● **WHAT YOU NEED TO DO**
Provide an exact copy of the lines from the beginning of the records through the line that includes "use std::path::Path;", and of no others.

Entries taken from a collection
********************
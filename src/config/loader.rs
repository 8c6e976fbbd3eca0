//! Configuration loader with TOML parsing and environment variable overrides

use super::schema::RedactorConfig;
use crate::domain::errors::RedactorError;
use crate::domain::result::Result;
use regex::Regex;
use std::fs;
use std::path::Path;

/// Loads configuration from a TOML file
///
/// This function:
/// 1. Reads the TOML file
/// 2. Performs environment variable substitution (${VAR} syntax)
/// 3. Parses the TOML into RedactorConfig
/// 4. Applies environment variable overrides (PHI_REDACTOR_* prefix)
/// 5. Validates the configuration
///
/// # Errors
///
/// Returns an error if:
/// - File cannot be read
/// - TOML parsing fails
/// - Environment variable substitution fails
/// - Configuration validation fails
///
/// # Examples
///
/// ```no_run
/// use phi_redactor::config::loader::load_config;
///
/// let config = load_config("phi-redactor.toml").expect("Failed to load config");
/// println!("Mode: {}", config.detection.mode);
/// ```
pub fn load_config(path: impl AsRef<Path>) -> Result<RedactorConfig> {
    let path = path.as_ref();

    if !path.exists() {
        return Err(RedactorError::Configuration(format!(
            "Configuration file not found: {}",
            path.display()
        )));
    }

    let contents = fs::read_to_string(path).map_err(|e| {
        RedactorError::Configuration(format!(
            "Failed to read configuration file {}: {}",
            path.display(),
            e
        ))
    })?;

    parse_config(&contents)
}

/// Loads configuration from `path`, or from defaults when the file is absent
///
/// Environment overrides and validation apply in both cases.
pub fn load_config_or_default(path: impl AsRef<Path>) -> Result<RedactorConfig> {
    let path = path.as_ref();
    if path.exists() {
        return load_config(path);
    }

    tracing::debug!(path = %path.display(), "Configuration file not found, using defaults");
    finish(RedactorConfig::default())
}

/// Parses configuration from TOML text
pub fn parse_config(contents: &str) -> Result<RedactorConfig> {
    let contents = substitute_env_vars(contents)?;

    let config: RedactorConfig = toml::from_str(&contents)
        .map_err(|e| RedactorError::Configuration(format!("Failed to parse TOML: {}", e)))?;

    finish(config)
}

fn finish(mut config: RedactorConfig) -> Result<RedactorConfig> {
    apply_env_overrides(&mut config)?;

    config.validate().map_err(|e| {
        RedactorError::Configuration(format!("Configuration validation failed: {}", e))
    })?;

    Ok(config)
}

/// Substitutes environment variables in the format ${VAR_NAME}
///
/// Comment lines are copied unchanged.
///
/// # Errors
///
/// Returns an error if a referenced environment variable is not set
fn substitute_env_vars(input: &str) -> Result<String> {
    let re = Regex::new(r"\$\{([A-Z_][A-Z0-9_]*)\}")
        .map_err(|e| RedactorError::Configuration(e.to_string()))?;
    let mut lines = Vec::new();
    let mut missing_vars: Vec<String> = Vec::new();

    for line in input.lines() {
        if line.trim_start().starts_with('#') {
            lines.push(line.to_string());
            continue;
        }

        let mut processed_line = line.to_string();
        for cap in re.captures_iter(line) {
            let var_name = &cap[1];
            match std::env::var(var_name) {
                Ok(value) => {
                    let placeholder = format!("${{{}}}", var_name);
                    processed_line = processed_line.replace(&placeholder, &value);
                }
                Err(_) => {
                    if !missing_vars.iter().any(|v| v == var_name) {
                        missing_vars.push(var_name.to_string());
                    }
                }
            }
        }
        lines.push(processed_line);
    }

    if !missing_vars.is_empty() {
        return Err(RedactorError::Configuration(format!(
            "Missing required environment variables: {}",
            missing_vars.join(", ")
        )));
    }

    Ok(lines.join("\n"))
}

fn parse_env<T: std::str::FromStr>(name: &str, value: &str) -> Result<T> {
    value
        .parse()
        .map_err(|_| RedactorError::Configuration(format!("Invalid {name} value: {value}")))
}

/// Applies environment variable overrides using PHI_REDACTOR_* prefix
///
/// Environment variables follow the pattern: PHI_REDACTOR_<SECTION>_<KEY>
/// For example: PHI_REDACTOR_DETECTION_MODE, PHI_REDACTOR_PDF_DPI
fn apply_env_overrides(config: &mut RedactorConfig) -> Result<()> {
    // Application overrides
    if let Ok(val) = std::env::var("PHI_REDACTOR_APPLICATION_LOG_LEVEL") {
        config.application.log_level = val;
    }

    // Detection, geometry and audit sections own their overrides
    let section_err = |e: anyhow::Error| RedactorError::Configuration(format!("{e:#}"));
    config.detection.apply_env_overrides().map_err(section_err)?;
    config.geometry.apply_env_overrides().map_err(section_err)?;
    config.audit.apply_env_overrides().map_err(section_err)?;

    // OCR overrides
    if let Ok(val) = std::env::var("PHI_REDACTOR_OCR_TESSERACT_PATH") {
        config.ocr.tesseract_path = val.into();
    }
    if let Ok(val) = std::env::var("PHI_REDACTOR_OCR_LANGUAGE") {
        config.ocr.language = val;
    }
    if let Ok(val) = std::env::var("PHI_REDACTOR_OCR_UPSCALE_MIN_DIMENSION") {
        config.ocr.upscale_min_dimension =
            parse_env("PHI_REDACTOR_OCR_UPSCALE_MIN_DIMENSION", &val)?;
    }

    // PDF overrides
    if let Ok(val) = std::env::var("PHI_REDACTOR_PDF_PDFTOPPM_PATH") {
        config.pdf.pdftoppm_path = val.into();
    }
    if let Ok(val) = std::env::var("PHI_REDACTOR_PDF_DPI") {
        config.pdf.dpi = parse_env("PHI_REDACTOR_PDF_DPI", &val)?;
    }

    // Output overrides
    if let Ok(val) = std::env::var("PHI_REDACTOR_OUTPUT_WRITE_TEXT_OUTPUT") {
        config.output.write_text_output =
            parse_env("PHI_REDACTOR_OUTPUT_WRITE_TEXT_OUTPUT", &val)?;
    }
    if let Ok(val) = std::env::var("PHI_REDACTOR_OUTPUT_SUFFIX") {
        config.output.suffix = val;
    }
    if let Ok(val) = std::env::var("PHI_REDACTOR_OUTPUT_MAX_PARALLEL_PAGES") {
        config.output.max_parallel_pages =
            parse_env("PHI_REDACTOR_OUTPUT_MAX_PARALLEL_PAGES", &val)?;
    }

    // Logging overrides
    if let Ok(val) = std::env::var("PHI_REDACTOR_LOGGING_LOCAL_ENABLED") {
        config.logging.local_enabled = val.parse().unwrap_or(false);
    }
    if let Ok(val) = std::env::var("PHI_REDACTOR_LOGGING_LOCAL_PATH") {
        config.logging.local_path = val;
    }
    if let Ok(val) = std::env::var("PHI_REDACTOR_LOGGING_LOCAL_ROTATION") {
        config.logging.local_rotation = val;
    }

    Ok(())
}

#[cfg(test)]
mod tests {
    use super::*;
    use crate::redaction::config::DetectionMode;
    use std::io::Write;
    use tempfile::NamedTempFile;

    #[test]
    fn test_substitute_env_vars() {
        std::env::set_var("PHI_TEST_AUDIT_DIR", "/var/log/phi");
        let input = "log_path = \"${PHI_TEST_AUDIT_DIR}/audit.log\"";
        let result = substitute_env_vars(input).unwrap();
        assert_eq!(result, "log_path = \"/var/log/phi/audit.log\"");
        std::env::remove_var("PHI_TEST_AUDIT_DIR");
    }

    #[test]
    fn test_substitute_env_vars_missing() {
        std::env::remove_var("PHI_TEST_MISSING_VAR");
        let input = "language = \"${PHI_TEST_MISSING_VAR}\"";
        assert!(substitute_env_vars(input).is_err());
    }

    #[test]
    fn test_substitute_skips_comments() {
        std::env::remove_var("PHI_TEST_COMMENTED");
        let input = "# language = \"${PHI_TEST_COMMENTED}\"\nmode = \"normal\"";
        let result = substitute_env_vars(input).unwrap();
        assert_eq!(result, input);
    }

    #[test]
    fn test_load_config_missing_file() {
        let result = load_config("nonexistent.toml");
        assert!(matches!(result, Err(RedactorError::Configuration(_))));
    }

    #[test]
    fn test_load_config_or_default_missing_file() {
        let config = load_config_or_default("nonexistent-phi-redactor.toml").unwrap();
        assert_eq!(config.pdf.dpi, 300);
    }

    #[test]
    fn test_load_config_valid() {
        let toml_content = r#"
[application]
log_level = "debug"

[detection]
mode = "aggressive"

[pdf]
dpi = 200

[output]
write_text_output = false
max_parallel_pages = 2
"#;

        let mut temp_file = NamedTempFile::new().unwrap();
        temp_file.write_all(toml_content.as_bytes()).unwrap();
        temp_file.flush().unwrap();

        let config = load_config(temp_file.path()).unwrap();
        assert_eq!(config.application.log_level, "debug");
        assert_eq!(config.detection.mode, DetectionMode::Aggressive);
        assert_eq!(config.pdf.dpi, 200);
        assert!(!config.output.write_text_output);
        assert_eq!(config.output.max_parallel_pages, 2);
    }

    #[test]
    fn test_parse_config_invalid_value() {
        let result = parse_config("[pdf]\ndpi = 10\n");
        let err = result.unwrap_err();
        assert!(err.to_string().contains("pdf.dpi"));
    }
}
********************
● **SOLUTION FOR THIS PROBLEM**
filename src/config/loader.rs
repository 8c6e976fbbd3eca0
//! Configuration loader with TOML parsing and environment variable overrides

use super::schema::RedactorConfig;
use crate::domain::errors::RedactorError;
use crate::domain::result::Result;
use regex::Regex;
use std::fs;
use std::path::Path;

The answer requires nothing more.